Consider a 2D space in "real-world" that spans 5mm x 5mm. Suppose this space takes on discrete measurements representing 1.25 mm x 1.00 mm (an anisotropic area). This means that we will have an 4x5 matrix of measurements representing our real-world space. This is the data that the MRI outputs.

Now, suppose I want to "resample" this anisotropic data into an isotropic format using a grid of 1.00 mm x 1.00 mm. For this procedure, lay down the anisotropic matrix onto the real-world coordinate system, and, on top of this, superimpose the isotropic grid. Then, depending on your spatial resampling method (e.g. nearest neighbor) the isotropic grid will be populated with values to form a 5x5 matrix (where these values are dictated by what values were initially present in the acquired anisotropic dataset) This would look something like this:

The above example is only a 2D spatial data set...but, hopefully, it is clear how to generalize this procedure to the higher 3D case.
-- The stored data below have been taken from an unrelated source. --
//! Source fetcher contract.
//!
//! Each upstream feed sits behind a [`SourceFetcher`]. Implementations do one
//! outbound request per call, never retry, and report every failure as a
//! [`FetchError`] value. Retry and fallback policy live in the service.

use crate::model::{RawStationReading, SourceTag};
use async_trait::async_trait;

/// Why a single upstream fetch failed.
///
/// `Clone` so a coalesced refresh can hand the same failure to every waiter.
#[derive(Debug, Clone, PartialEq, thiserror::Error)]
pub enum FetchError {
    /// Non-2xx response.
    #[error("HTTP error: {status}")]
    Http { status: u16 },

    /// Request exceeded its time budget.
    #[error("request timeout")]
    Timeout,

    /// Connection-level failure.
    #[error("network error: {0}")]
    Network(String),

    /// Body was not a list of station objects or missed required fields.
    #[error("malformed response: {0}")]
    Malformed(String),
}

/// One upstream hydrological feed.
#[async_trait]
pub trait SourceFetcher: Send + Sync {
    /// Which feed this fetcher reads.
    fn source(&self) -> SourceTag;

    /// Fetch and normalize the feed's current station list.
    async fn fetch(&self) -> Result<Vec<RawStationReading>, FetchError>;
}

/// Serves a fixed snapshot instead of calling an upstream.
///
/// Useful for replaying a captured payload and for exercising the service
/// without network access.
#[derive(Debug, Clone)]
pub struct StaticFetcher {
    source: SourceTag,
    response: Result<Vec<RawStationReading>, FetchError>,
}

impl StaticFetcher {
    pub fn new(source: SourceTag, readings: Vec<RawStationReading>) -> Self {
        Self { source, response: Ok(readings) }
    }

    pub fn failing(source: SourceTag, error: FetchError) -> Self {
        Self { source, response: Err(error) }
    }
}

#[async_trait]
impl SourceFetcher for StaticFetcher {
    fn source(&self) -> SourceTag {
        self.source
    }

    async fn fetch(&self) -> Result<Vec<RawStationReading>, FetchError> {
        self.response.clone()
    }
}

#[cfg(test)]
mod tests {
    use super::*;

    #[tokio::test]
    async fn test_static_fetcher() {
        let fetcher = StaticFetcher::new(SourceTag::Hydro, vec![RawStationReading::new("1", "Kraków", SourceTag::Hydro)]);
        assert_eq!(fetcher.source(), SourceTag::Hydro);
        assert_eq!(fetcher.fetch().await.unwrap().len(), 1);

        let failing = StaticFetcher::failing(SourceTag::Hydro2, FetchError::Timeout);
        assert_eq!(failing.fetch().await, Err(FetchError::Timeout));
    }

    #[test]
    fn test_fetch_error_display() {
        assert_eq!(FetchError::Http { status: 503 }.to_string(), "HTTP error: 503");
        assert!(FetchError::Malformed("expected array".into()).to_string().contains("expected array"));
    }
}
To add further context, these datasets are typically subjected to spatial transformations that can be either linear or non-linear. Further, the data sets are smoothed (using a whole range of different approaches...some more 'standard' than others) for noise minimization. Once some other preprocessing steps take place, statistical analysis finally occurs.

Answer 1

I think this is simply done to get "uniform" sampling and the same sample rate in all spatial coordinates.
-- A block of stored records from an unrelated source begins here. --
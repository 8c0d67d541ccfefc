//! Read tools: reconciled stations, statistics and map points.

use super::json_result;
use hydrosync_core::{AlarmStatus, DataFreshness, Error, ReconciledStation, SmartDataService};
use rmcp::{ErrorData as McpError, model::CallToolResult};
use schemars::JsonSchema;
use serde::{Deserialize, Serialize};

/// Parameters for the get_reconciled_stations tool.
#[derive(Debug, Clone, Default, Serialize, Deserialize, JsonSchema)]
pub struct StationsParams {
    /// Only stations on this river (case-insensitive).
    #[serde(default)]
    pub river: Option<String>,

    /// Only stations whose reading is within the freshness threshold.
    #[serde(default)]
    pub fresh_only: bool,

    /// Only stations at or above this alarm level: "warning" or "alarm".
    #[serde(default)]
    pub min_alarm: Option<String>,

    /// Maximum number of stations to return.
    #[serde(default)]
    pub limit: Option<usize>,
}

#[derive(Debug, Clone, Default, Serialize, Deserialize, JsonSchema)]
pub struct StatsParams {}

#[derive(Debug, Clone, Default, Serialize, Deserialize, JsonSchema)]
pub struct MapParams {}

fn alarm_rank(status: AlarmStatus) -> u8 {
    match status {
        AlarmStatus::Unknown | AlarmStatus::Normal => 0,
        AlarmStatus::Warning => 1,
        AlarmStatus::Alarm => 2,
    }
}

fn min_alarm_rank(value: Option<&str>) -> Result<u8, Error> {
    match value.map(str::to_lowercase).as_deref() {
        None => Ok(0),
        Some("warning") => Ok(1),
        Some("alarm") => Ok(2),
        Some(other) => Err(Error::InvalidInput(format!(
            "min_alarm must be \"warning\" or \"alarm\", got \"{other}\""
        ))),
    }
}

/// Apply the river, freshness, alarm and limit filters in place.
pub fn filter_stations(stations: &mut Vec<ReconciledStation>, params: &StationsParams) -> Result<(), Error> {
    let min_rank = min_alarm_rank(params.min_alarm.as_deref())?;
    let river = params.river.as_deref().map(|r| r.trim().to_lowercase());

    stations.retain(|s| {
        let river_ok = match (&river, &s.river) {
            (Some(wanted), Some(actual)) => actual.to_lowercase() == *wanted,
            (Some(_), None) => false,
            (None, _) => true,
        };
        river_ok
            && (!params.fresh_only || s.data_freshness == DataFreshness::Fresh)
            && alarm_rank(s.alarm_status) >= min_rank
    });
    if let Some(limit) = params.limit {
        stations.truncate(limit);
    }
    Ok(())
}

/// Implementation of the get_reconciled_stations tool.
pub async fn stations_impl(service: &SmartDataService, params: StationsParams) -> Result<CallToolResult, McpError> {
    min_alarm_rank(params.min_alarm.as_deref())?;
    let mut data = service.get_smart_stations_data().await?;
    filter_stations(&mut data.stations, &params)?;
    json_result(&data)
}

/// Implementation of the get_station_stats tool.
pub async fn stats_impl(service: &SmartDataService, _params: StatsParams) -> Result<CallToolResult, McpError> {
    let stats = service.get_smart_data_stats().await?;
    json_result(&stats)
}

/// Implementation of the get_map_stations tool.
pub async fn map_impl(service: &SmartDataService, _params: MapParams) -> Result<CallToolResult, McpError> {
    let stations = service.get_smart_stations_for_map().await?;
    json_result(&stations)
}

#[cfg(test)]
mod tests {
    use super::*;
    use crate::app::testing::app;
    use crate::tools::result_json;
    use hydrosync_core::{AppConfig, StationThresholds};
    use std::collections::HashMap;

    #[tokio::test]
    async fn test_stations_impl() {
        let app = app(AppConfig::default()).await;
        let result = stations_impl(&app.service, StationsParams::default()).await.unwrap();
        let json = result_json(&result);

        let stations = json["stations"].as_array().unwrap();
        assert_eq!(stations.len(), 3);
        assert_eq!(stations[0]["id"], "150160180");
        assert_eq!(stations[0]["waterLevel"], 250.0);
        assert_eq!(stations[0]["source"], "hydro2");
        assert_eq!(json["meta"]["cacheHit"], false);
    }

    #[tokio::test]
    async fn test_stations_filters() {
        let app = app(AppConfig::default()).await;

        let params = StationsParams { river: Some("biała".into()), ..Default::default() };
        let json = result_json(&stations_impl(&app.service, params).await.unwrap());
        assert_eq!(json["stations"].as_array().unwrap().len(), 1);

        let params = StationsParams { fresh_only: true, ..Default::default() };
        let json = result_json(&stations_impl(&app.service, params).await.unwrap());
        assert_eq!(json["stations"].as_array().unwrap().len(), 2);

        let params = StationsParams { limit: Some(1), ..Default::default() };
        let json = result_json(&stations_impl(&app.service, params).await.unwrap());
        assert_eq!(json["stations"].as_array().unwrap().len(), 1);
    }

    #[tokio::test]
    async fn test_min_alarm_filter() {
        let app = app(AppConfig::default()).await;
        let mut thresholds = HashMap::new();
        let levels = StationThresholds { warning_level: Some(200.0), alarm_level: Some(300.0) };
        thresholds.insert("150160180".to_string(), levels);
        app.service.set_thresholds(thresholds);

        let params = StationsParams { min_alarm: Some("warning".into()), ..Default::default() };
        let json = result_json(&stations_impl(&app.service, params).await.unwrap());
        let stations = json["stations"].as_array().unwrap();
        assert_eq!(stations.len(), 1);
        assert_eq!(stations[0]["alarmStatus"], "warning");

        let params = StationsParams { min_alarm: Some("flood".into()), ..Default::default() };
        assert!(stations_impl(&app.service, params).await.is_err());
    }

    #[tokio::test]
    async fn test_stats_impl() {
        let app = app(AppConfig::default()).await;
        let json = result_json(&stats_impl(&app.service, StatsParams {}).await.unwrap());
        assert_eq!(json["stations"]["total"], 3);
        assert_eq!(json["stations"]["withCoordinates"], 1);
        assert_eq!(json["cache"]["totalEntries"], 3);
    }

    #[tokio::test]
    async fn test_map_impl() {
        let app = app(AppConfig::default()).await;
        let json = result_json(&map_impl(&app.service, MapParams {}).await.unwrap());
        let points = json.as_array().unwrap();
        assert_eq!(points.len(), 1);
        assert_eq!(points[0]["latitude"], 50.4361);
    }
}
If you want to represent a continuous quantity that is a function of time and space $v_C(t,x,y,z)$ inside a computer, you need to sample it, i.e. turn it into numbers. $v_C$ can be voltage, pressure, field strength, etc.
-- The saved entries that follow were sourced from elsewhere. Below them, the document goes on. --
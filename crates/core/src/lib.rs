//! Core types and shared functionality for hydrosync.
//!
//! This crate provides:
//! - The station data model and error taxonomy
//! - Layered configuration
//! - The in-memory snapshot cache and request coalescing
//! - Freshness reconciliation of the two feeds and alarm classification
//! - The smart data service callers talk to
//! - Persistence sync with a SQLite station store

pub mod alarm;
pub mod cache;
pub mod clock;
pub mod config;
pub mod error;
pub mod fetch;
pub mod model;
pub mod reconcile;
pub mod service;
pub mod store;
pub mod sync;

pub use cache::{CacheStore, InFlight};
pub use clock::{Clock, ManualClock, SystemClock};
pub use config::AppConfig;
pub use error::Error;
pub use fetch::{FetchError, SourceFetcher, StaticFetcher};
pub use model::{
    AlarmStatus, CoordinateSource, Coordinates, DataFreshness, MapStation, PinnedCoordinates, RawStationReading,
    ReconciledStation, SourceTag, StationStats, StationThresholds,
};
pub use reconcile::{FreshnessPolicy, Reconciler};
pub use service::{RefreshReport, ServicePolicy, SmartDataService, SmartDataStats, SmartStationsData};
pub use store::StationDb;
pub use sync::{PersistenceSync, StationStore, SyncOptions, SyncReport};
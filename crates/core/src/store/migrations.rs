//! Schema migrations.
//!
//! Applied versions are tracked in `_migrations`; each run applies only the
//! versions above the recorded maximum, in order.

use crate::Error;
use tokio_rusqlite::{Connection, params};

/// (version, name, SQL). Versions must be increasing.
const MIGRATIONS: &[(i64, &str, &str)] = &[
    (1, "stations", include_str!("../../migrations/001_stations.sql")),
    (2, "measurements", include_str!("../../migrations/002_measurements.sql")),
];

pub(super) async fn run(conn: &Connection) -> Result<(), Error> {
    conn.call(|conn| -> Result<(), Error> {
        conn.execute(
            "CREATE TABLE IF NOT EXISTS _migrations (
                version INTEGER PRIMARY KEY,
                applied_at TEXT NOT NULL
            )",
            [],
        )?;

        let current: i64 = conn.query_row("SELECT COALESCE(MAX(version), 0) FROM _migrations", [], |row| row.get(0))?;

        for (version, name, sql) in MIGRATIONS {
            if *version <= current {
                continue;
            }
            let tx = conn.transaction()?;
            tx.execute_batch(sql)
                .map_err(|e| Error::MigrationFailed(format!("{version} ({name}): {e}")))?;
            tx.execute(
                "INSERT INTO _migrations (version, applied_at) VALUES (?1, ?2)",
                params![version, chrono::Utc::now().to_rfc3339()],
            )?;
            tx.commit()?;
            tracing::info!(version, name, "applied migration");
        }

        Ok(())
    })
    .await
    .map_err(Error::from)
}

#[cfg(test)]
mod tests {
    use super::*;

    #[tokio::test]
    async fn test_migrations_idempotent() {
        let conn = Connection::open_in_memory().await.unwrap();
        run(&conn).await.unwrap();
        run(&conn).await.unwrap();

        let has_measurements: bool = conn
            .call(|conn| {
                conn.query_row(
                    "SELECT EXISTS(SELECT 1 FROM sqlite_master WHERE type='table' AND name='measurements')",
                    [],
                    |row| row.get(0),
                )
            })
            .await
            .unwrap();

        assert!(has_measurements);
    }

    #[tokio::test]
    async fn test_migrations_version_tracking() {
        let conn = Connection::open_in_memory().await.unwrap();
        run(&conn).await.unwrap();

        let count: i64 = conn
            .call(|conn| conn.query_row("SELECT COUNT(*) FROM _migrations", [], |row| row.get(0)))
            .await
            .unwrap();

        assert_eq!(count, MIGRATIONS.len() as i64);
    }
}
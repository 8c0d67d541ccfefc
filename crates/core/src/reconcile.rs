//! Freshness reconciliation of the two station feeds.
//!
//! Produces exactly one [`ReconciledStation`] per station id. Readings are
//! chosen attribute by attribute: the water level comes from whichever feed
//! measured it last, the flow likewise, independently of each other.
//! Identical timestamps resolve to source A (`hydro`) so output never depends
//! on input timing.
//!
//! Output order is source A's order followed by B-only stations in B's
//! order. Nothing here reads the clock; `now` is a parameter.

use crate::Error;
use crate::model::{
    AlarmStatus, CoordinateSource, Coordinates, DataFreshness, PinnedCoordinates, RawStationReading,
    ReconciledStation, SourceTag, round1,
};
use chrono::{DateTime, Utc};
use std::collections::{HashMap, HashSet};

/// Default age after which a reading is reported as stale.
pub const DEFAULT_FRESHNESS_THRESHOLD_HOURS: f64 = 6.0;

#[derive(Debug, Clone, Copy, PartialEq)]
pub struct FreshnessPolicy {
    pub threshold_hours: f64,
}

impl Default for FreshnessPolicy {
    fn default() -> Self {
        Self { threshold_hours: DEFAULT_FRESHNESS_THRESHOLD_HOURS }
    }
}

impl FreshnessPolicy {
    /// Age in hours (one decimal, never negative) and the resulting class.
    /// The class is decided on the exact age, not the rounded one.
    pub fn assess(&self, measured_at: Option<DateTime<Utc>>, now: DateTime<Utc>) -> (Option<f64>, DataFreshness) {
        match measured_at {
            None => (None, DataFreshness::Stale),
            Some(at) => {
                let seconds = now.signed_duration_since(at).num_seconds().max(0);
                let hours = seconds as f64 / 3600.0;
                let freshness =
                    if hours <= self.threshold_hours { DataFreshness::Fresh } else { DataFreshness::Stale };
                (Some(round1(hours)), freshness)
            }
        }
    }

    /// Recompute `hoursOld`/`dataFreshness` of an already reconciled station.
    pub fn refresh_age(&self, station: &mut ReconciledStation, now: DateTime<Utc>) {
        let (hours, freshness) = self.assess(station.water_level_date.or(station.flow_date), now);
        station.hours_old = hours;
        station.data_freshness = freshness;
    }
}

#[derive(Debug, Clone, Default)]
pub struct Reconciler {
    policy: FreshnessPolicy,
}

impl Reconciler {
    pub fn new(policy: FreshnessPolicy) -> Self {
        Self { policy }
    }

    pub fn policy(&self) -> FreshnessPolicy {
        self.policy
    }

    /// Merge the two feeds.
    ///
    /// `None` means that feed failed; the other is used alone. Both `None`
    /// is a [`Error::TotalFetchFailure`]. An empty list is valid data.
    pub fn reconcile(
        &self, primary: Option<&[RawStationReading]>, secondary: Option<&[RawStationReading]>,
        pinned: &HashMap<String, PinnedCoordinates>, now: DateTime<Utc>,
    ) -> Result<Vec<ReconciledStation>, Error> {
        if primary.is_none() && secondary.is_none() {
            return Err(Error::TotalFetchFailure("no station data from either source".into()));
        }

        let primary = collapse_duplicates(primary.unwrap_or_default());
        let secondary = collapse_duplicates(secondary.unwrap_or_default());

        let secondary_by_id: HashMap<&str, &RawStationReading> =
            secondary.iter().map(|r| (r.id.as_str(), *r)).collect();
        let primary_ids: HashSet<&str> = primary.iter().map(|r| r.id.as_str()).collect();

        let mut stations = Vec::with_capacity(primary.len() + secondary.len());

        for a in &primary {
            let b = secondary_by_id.get(a.id.as_str()).copied();
            stations.push(self.merge(a, Some(a), b, pinned.get(&a.id), now));
        }

        for b in secondary.iter().filter(|b| !primary_ids.contains(b.id.as_str())) {
            stations.push(self.merge(b, None, Some(b), pinned.get(&b.id), now));
        }

        tracing::debug!(
            primary = primary.len(),
            secondary = secondary.len(),
            reconciled = stations.len(),
            "station feeds reconciled"
        );

        Ok(stations)
    }

    /// `identity` is A's reading when present, otherwise B's.
    fn merge(
        &self, identity: &RawStationReading, a: Option<&RawStationReading>, b: Option<&RawStationReading>,
        pin: Option<&PinnedCoordinates>, now: DateTime<Utc>,
    ) -> ReconciledStation {
        let other = b.filter(|b| !std::ptr::eq(*b, identity));

        if let Some(other) = other {
            warn_on_identity_conflict(identity, other);
        }

        let level = pick_latest(a, b, |r| r.water_level, |r| r.water_level_at);
        let flow = pick_latest(a, b, |r| r.flow, |r| r.flow_at);
        let (coordinates, coordinates_source, coordinates_verified) = pick_coordinates(a, b, pin);

        let water_level_date = level.and_then(|r| r.water_level_at);
        let flow_date = flow.and_then(|r| r.flow_at);
        let (hours_old, data_freshness) = self.policy.assess(water_level_date.or(flow_date), now);

        ReconciledStation {
            id: identity.id.clone(),
            name: identity.name.clone(),
            river: identity.river.clone().or_else(|| other.and_then(|o| o.river.clone())),
            voivodeship: identity.voivodeship.clone().or_else(|| other.and_then(|o| o.voivodeship.clone())),
            coordinates,
            coordinates_source,
            coordinates_verified,
            water_level: level.and_then(|r| r.water_level),
            water_level_date,
            water_level_source: level.map(|r| r.source),
            flow: flow.and_then(|r| r.flow),
            flow_date,
            flow_source: flow.map(|r| r.source),
            data_freshness,
            hours_old,
            source: level.map_or(identity.source, |r| r.source),
            alarm_status: AlarmStatus::Unknown,
            alarm_message: String::new(),
            warning_level: None,
            alarm_level: None,
        }
    }
}

/// Keep one reading per id: the newest water level, at the first position seen.
fn collapse_duplicates(readings: &[RawStationReading]) -> Vec<&RawStationReading> {
    let mut ordered: Vec<&RawStationReading> = Vec::with_capacity(readings.len());
    let mut position: HashMap<&str, usize> = HashMap::with_capacity(readings.len());

    for reading in readings {
        match position.get(reading.id.as_str()) {
            Some(&i) => {
                tracing::debug!(station = %reading.id, source = %reading.source, "duplicate station id in feed");
                if reading.water_level_at > ordered[i].water_level_at {
                    ordered[i] = reading;
                }
            }
            None => {
                position.insert(reading.id.as_str(), ordered.len());
                ordered.push(reading);
            }
        }
    }

    ordered
}

/// The reading that supplies one attribute.
///
/// A present value beats a missing one, a timestamped value beats an
/// untimestamped one, the later timestamp wins, and ties go to `a`.
fn pick_latest<'r>(
    a: Option<&'r RawStationReading>, b: Option<&'r RawStationReading>,
    value: impl Fn(&RawStationReading) -> Option<f64>, at: impl Fn(&RawStationReading) -> Option<DateTime<Utc>>,
) -> Option<&'r RawStationReading> {
    let a = a.filter(|r| value(r).is_some());
    let b = b.filter(|r| value(r).is_some());

    match (a, b) {
        (Some(a), Some(b)) => match (at(a), at(b)) {
            (Some(ta), Some(tb)) if tb > ta => Some(b),
            (None, Some(_)) => Some(b),
            _ => Some(a),
        },
        (a, b) => a.or(b),
    }
}

/// Verified pin, then A, then B, then an unverified pin.
fn pick_coordinates(
    a: Option<&RawStationReading>, b: Option<&RawStationReading>, pin: Option<&PinnedCoordinates>,
) -> (Option<Coordinates>, Option<CoordinateSource>, bool) {
    let pin = pin.filter(|p| p.coordinates.is_usable());

    if let Some(p) = pin.filter(|p| p.verified) {
        return (Some(p.coordinates), Some(CoordinateSource::Pinned), true);
    }

    let upstream = [a, b]
        .into_iter()
        .flatten()
        .find_map(|r| r.coordinates.filter(Coordinates::is_usable).map(|c| (c, r.source)));

    match (upstream, pin) {
        (Some((coords, source)), _) => (Some(coords), Some(CoordinateSource::from(source)), false),
        (None, Some(p)) => (Some(p.coordinates), Some(CoordinateSource::Pinned), false),
        (None, None) => (None, None, false),
    }
}

fn normalized(s: &str) -> String {
    s.trim().to_lowercase()
}

fn warn_on_identity_conflict(a: &RawStationReading, b: &RawStationReading) {
    let name_differs = normalized(&a.name) != normalized(&b.name);
    let river_differs = match (&a.river, &b.river) {
        (Some(ra), Some(rb)) => normalized(ra) != normalized(rb),
        _ => false,
    };

    if name_differs || river_differs {
        tracing::warn!(
            station = %a.id,
            hydro_name = %a.name,
            hydro2_name = %b.name,
            hydro_river = ?a.river,
            hydro2_river = ?b.river,
            "station identity differs between sources; keeping {} identity",
            SourceTag::Hydro
        );
    }
}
Sampling means you have a discrete sequence $v_D$ that samples $v_C$ at discrete instances of $t$, $x$ ..., i.e.

$$v_D[k,l,m,n] = v_C(t_k,x_l,y_m,z_n) \; \; \; k,l,m,n \in \mathbb{Z}$$

So in order for the sampling to be uniform you want the sampling points to be equidistant , for example

$$x_1-x_0 = x_1-x_2 = x_3-x_2 = .... = \Delta_x$$

And if you want your spatial sample rate to be the same in all dimensions you need to make sure that

$$\Delta_x = \Delta_y = \Delta_z$$

If your hardware doesn't do this by default, you need to resample, which I believe is what you are describing.

The reason for this is pretty straight forward: the vast majority of existing signal processing algorithms assuming a uniform grid and for multi-dimensional data, they also assume that the sample interval in all dimensions is the same. You can work around it but almost everything will get a heck of a lot easier if you use an equally spaced uniform gird, provided you can do the re-sampling without introducing too much error or noise.